Background. Lung cancer occupies the leading place in the structure of cancer incidence and death rate. Treatment results are still not satisfactory. Five-year postsurgical survival rate is 24–30%. Patients die in different periods of time from local recurrences and distant metastases. To this day, there is no unambiguous attitude towards ipsilateral mediastinal lymph node dissection in surgical treatment of patients with lung cancer. Despite the oncologic relevance of the abovementioned lymph node dissection, there are still concerns on worsening of recovery conditions of bronchial stump, increase in the amount of lymphorrhea and additional injury rate of the surgery. There is also an opinion that the risk of development of postsurgical complications, and, as a result, the increase in lethality rate, outweigh the positive impact of ipsilateral mediastinal lymph node dissection on radicality and long-term treatment results.
 Purpose – to study the impact of ipsilateral mediastinal lymph node dissection on the course of postsurgical period in patients with lung cancer, clarifying diagnostics of spread of tumor process and survival rate of the patients.
 Materials and methods. Treatment results of 187 patients with non-small-cell lung cancer with different clinical stages from T1-3N0 M0 to T1-2N1 M0 were analyzed. The patients were divided into two groups: the first group (comparison group) consisted of 72 patients, who underwent radical operations with selective lymph node dissection. The patients of the second group, the study group (115 patients), obligatorily underwent ipsilateral mediastinal lymph node dissection. The number of removed lymph nodes in one patient ranged from 5 to 10 in the first group and from 18 to 25 in the second one. In the cases when no cancer cells were found in lymph nodes, they were managed with monoclonal antibodies to cytokeratins, expressed with cancer cells, with further microscopic evaluation. During the postsurgical period the following values were studied: duration of the surgery, the volume of intraoperative blood loss, the amount and duration of exudation, frequency and character of postsurgical complications. Comparison of survival rates of the patients was performed with the test of statistical significance of differences by χ2 criterion. Methods of non-parametric statistical estimate were used for statistical analysis of the results by the means of Statistica 6.0, SPSS 17.0 software.

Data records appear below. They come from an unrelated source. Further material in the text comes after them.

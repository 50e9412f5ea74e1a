use config::{builder::DefaultState, Config, ConfigBuilder, ConfigError, FileFormat};
use serde::Deserialize;

pub mod domain;
pub mod infrastructure;

#[derive(Clone, Debug, Deserialize)]
pub struct YoyakuConfig {
    pub eventstore: Option<EventStore>,
    pub web: Web,
    pub logger: Logger,
    pub scheduling: Scheduling,
}

impl YoyakuConfig {
    /// `yoyaku.toml` と `YOYAKU_` 環境変数から設定を読み込む
    pub fn load() -> Result<Self, ConfigError> {
        Self::builder()?
            .add_source(config::File::with_name("yoyaku").required(false))
            .add_source(
                config::Environment::with_prefix("YOYAKU")
                    .prefix_separator("_")
                    .separator("__"),
            )
            .build()?
            .try_deserialize::<YoyakuConfig>()
    }

    /// TOML文字列から設定を読み込む
    pub fn from_toml(toml: &str) -> Result<Self, ConfigError> {
        Self::builder()?
            .add_source(config::File::from_str(toml, FileFormat::Toml))
            .build()?
            .try_deserialize::<YoyakuConfig>()
    }

    fn builder() -> Result<ConfigBuilder<DefaultState>, ConfigError> {
        Config::builder()
            .set_default("web.bind", "0.0.0.0:8080")?
            .set_default("logger.level", "INFO")?
            .set_default("scheduling.machine_id", 1)?
            .set_default("scheduling.node_id", 1)?
            .set_default("scheduling.dashboard_upcoming_limit", 10)?
            .set_default("scheduling.max_slot_range_days", 62)
    }
}

#[derive(Clone, Debug, Deserialize)]
pub struct EventStore {
    pub url: String,
}

#[derive(Clone, Debug, Deserialize)]
pub struct Web {
    pub bind: String,
    pub tls: Option<Tls>,
}

#[derive(Clone, Debug, Deserialize)]
pub struct Tls {
    pub cert: String,
    pub key: String,
}

#[derive(Clone, Debug, Deserialize)]
pub struct Logger {
    pub level: Level,
}

#[derive(Clone, Debug, Deserialize)]
pub enum Level {
    TRACE,
    DEBUG,
    INFO,
    WARN,
    ERROR,
}

impl From<&Level> for tracing::Level {
    fn from(value: &Level) -> Self {
        match value {
            Level::TRACE => tracing::Level::TRACE,
            Level::DEBUG => tracing::Level::DEBUG,
            Level::INFO => tracing::Level::INFO,
            Level::WARN => tracing::Level::WARN,
            Level::ERROR => tracing::Level::ERROR,
        }
    }
}

/// スケジューリングエンジンの設定
#[derive(Clone, Debug, Deserialize)]
pub struct Scheduling {
    pub machine_id: i32,
    pub node_id: i32,
    pub dashboard_upcoming_limit: usize,
    pub max_slot_range_days: i64,
}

 Results. Adding ipsilateral mediastinal lymph node dissection to surgical interference increased its duration by 30 minutes on average. An increase in the volume of exudate by 136,2 ± 18,4 ml was observed in early postsurgical period. Structure and frequency of postsurgical complications in both groups was similar. In most cases heart rhythm disorder, namely ciliary arrhythmia, was observed in the first days after the surgery. Postsurgical lethality rate in both groups was caused by various factors and equaled 1,4% in the first, and 0,8% in the second one. Additional usage of immunohistochemicalanalysis of lymph nodes with monoclonal antibodies to tumoral cytokeratins in patients after performing ipsilateral mediastinal lymph node dissection led to their lesion being found more frequently. Indeed, metastases were detected in 21% of 19 patients, in which N0 status was previously established in light microscopy. Also, a significant increase in three-year survival rate by 15,3% (p=0,042) was observed in patients with lung cancer, who underwent ipsilateral mediastinal lymph node dissection and had no signs of mediastinal lymph nodes lesion, and 23,2% (p=0,014) in patients with the signs of the lesion.

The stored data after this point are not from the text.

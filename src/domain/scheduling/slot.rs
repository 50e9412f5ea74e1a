use std::{ops::Range, sync::Arc};

use bio::data_structures::interval_tree::IntervalTree;
use chrono::{DateTime, Datelike, Duration, NaiveDate, TimeZone, Utc};
use serde::{Deserialize, Serialize};
use tracing::debug;

use crate::domain::core::{Booking, BookingRepository, Money, Service, ServiceId, ServiceRepository};

use super::{Clock, SchedulingError};

/// 予約可能な枠
#[derive(Clone, Debug, PartialEq, Eq, Serialize, Deserialize)]
pub struct Slot {
    pub start: DateTime<Utc>,
    pub duration_minutes: u32,
    pub price: Money,
}

impl Slot {
    pub fn end(&self) -> DateTime<Utc> {
        self.start + Duration::minutes(self.duration_minutes as i64)
    }
}

/// 予約可能枠の算出
pub struct SlotGenerator {
    services: Arc<dyn ServiceRepository>,
    bookings: Arc<dyn BookingRepository>,
    clock: Arc<dyn Clock>,
    max_range_days: i64,
}

impl SlotGenerator {
    pub fn new(
        services: Arc<dyn ServiceRepository>,
        bookings: Arc<dyn BookingRepository>,
        clock: Arc<dyn Clock>,
        max_range_days: i64,
    ) -> Self {
        Self {
            services,
            bookings,
            clock,
            max_range_days,
        }
    }

    /// `from` から `to` まで (両端含む) の予約可能枠を開始時刻順に返す
    pub async fn list_available_slots(
        &self,
        service_id: ServiceId,
        from: NaiveDate,
        to: NaiveDate,
    ) -> Result<Vec<Slot>, SchedulingError> {
        if from > to {
            return Err(SchedulingError::validation("start date is after end date"));
        }
        if (to - from).num_days() >= self.max_range_days {
            return Err(SchedulingError::validation(format!(
                "date range cannot exceed {} days",
                self.max_range_days
            )));
        }
        let service = self
            .services
            .find_by_id(service_id)
            .await?
            .ok_or_else(|| SchedulingError::not_found::<Service>(service_id))?;
        let calendar = self.bookings.find_calendar(service_id).await?;
        let slots = available_slots(
            &service,
            calendar.active_bookings(),
            self.clock.now(),
            from,
            to,
        );
        debug!(%service_id, %from, %to, "{} slots available", slots.len());
        Ok(slots)
    }
}

/// サービスの受付時間帯を所要時間ごとに区切り、有効な予約と重ならず
/// 予約ポリシーの範囲内にある枠だけを残す
pub fn available_slots<'a, I>(
    service: &Service,
    bookings: I,
    now: DateTime<Utc>,
    from: NaiveDate,
    to: NaiveDate,
) -> Vec<Slot>
where
    I: IntoIterator<Item = &'a Booking>,
{
    if !service.is_active() {
        return Vec::new();
    }
    let earliest = service.policy().earliest_start(now);
    let latest = service.policy().latest_start(now);
    let first_day = from.max(earliest.date_naive());
    let last_day = to.min(latest.date_naive());
    let occupied = IntervalTree::from_iter(
        bookings
            .into_iter()
            .filter(|b| b.status().is_active())
            .map(|b| (b.time(), b)),
    );
    let is_free = |time: &Range<DateTime<Utc>>| {
        !occupied
            .find(time.clone())
            .any(|entry| entry.data().overlaps(time))
    };

    let step = service.duration();
    let mut slots = Vec::new();
    let mut day = first_day;
    while day <= last_day {
        for window in service.windows_on(day.weekday()) {
            let window_end = Utc.from_utc_datetime(&day.and_time(window.end()));
            let mut start = Utc.from_utc_datetime(&day.and_time(window.start()));
            while start + step <= window_end {
                let time = start..start + step;
                if earliest <= start && start <= latest && is_free(&time) {
                    slots.push(Slot {
                        start,
                        duration_minutes: service.duration_minutes(),
                        price: service.price(),
                    });
                }
                start = time.end;
            }
        }
        day = match day.succ_opt() {
            Some(next) => next,
            None => break,
        };
    }
    slots.sort_by_key(|s| s.start);
    slots
}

 Conclusions. Performing ipsilateral mediastinal lymph node dissection in patients with lung cancer during surgical interference does not have an impact on postsurgical lethality rate and frequency and structure of complications. During the study of lymph nodes, which, according to light microscopy, were considered unaffected by cancer, additional lymphogland metastases were found in 20,7% of the patients by the means of monoclonal antibodies to cytokeratins. It allows the stage of the disease to be more accurately determined and optimal type of adjuvant therapy to be chosen. Detection rate of metastases in regional lymph nodes significantly increases from 51,4% to 67,8% in patients with lung cancer after radical operations with additional ipsilateral mediastinal lymph node dissection. Obligatory ipsilateral mediastinal lymph node dissection in surgeries for lung cancer increases overall three-year survival rate, especially in patients with affected lymph nodes by 16,3%.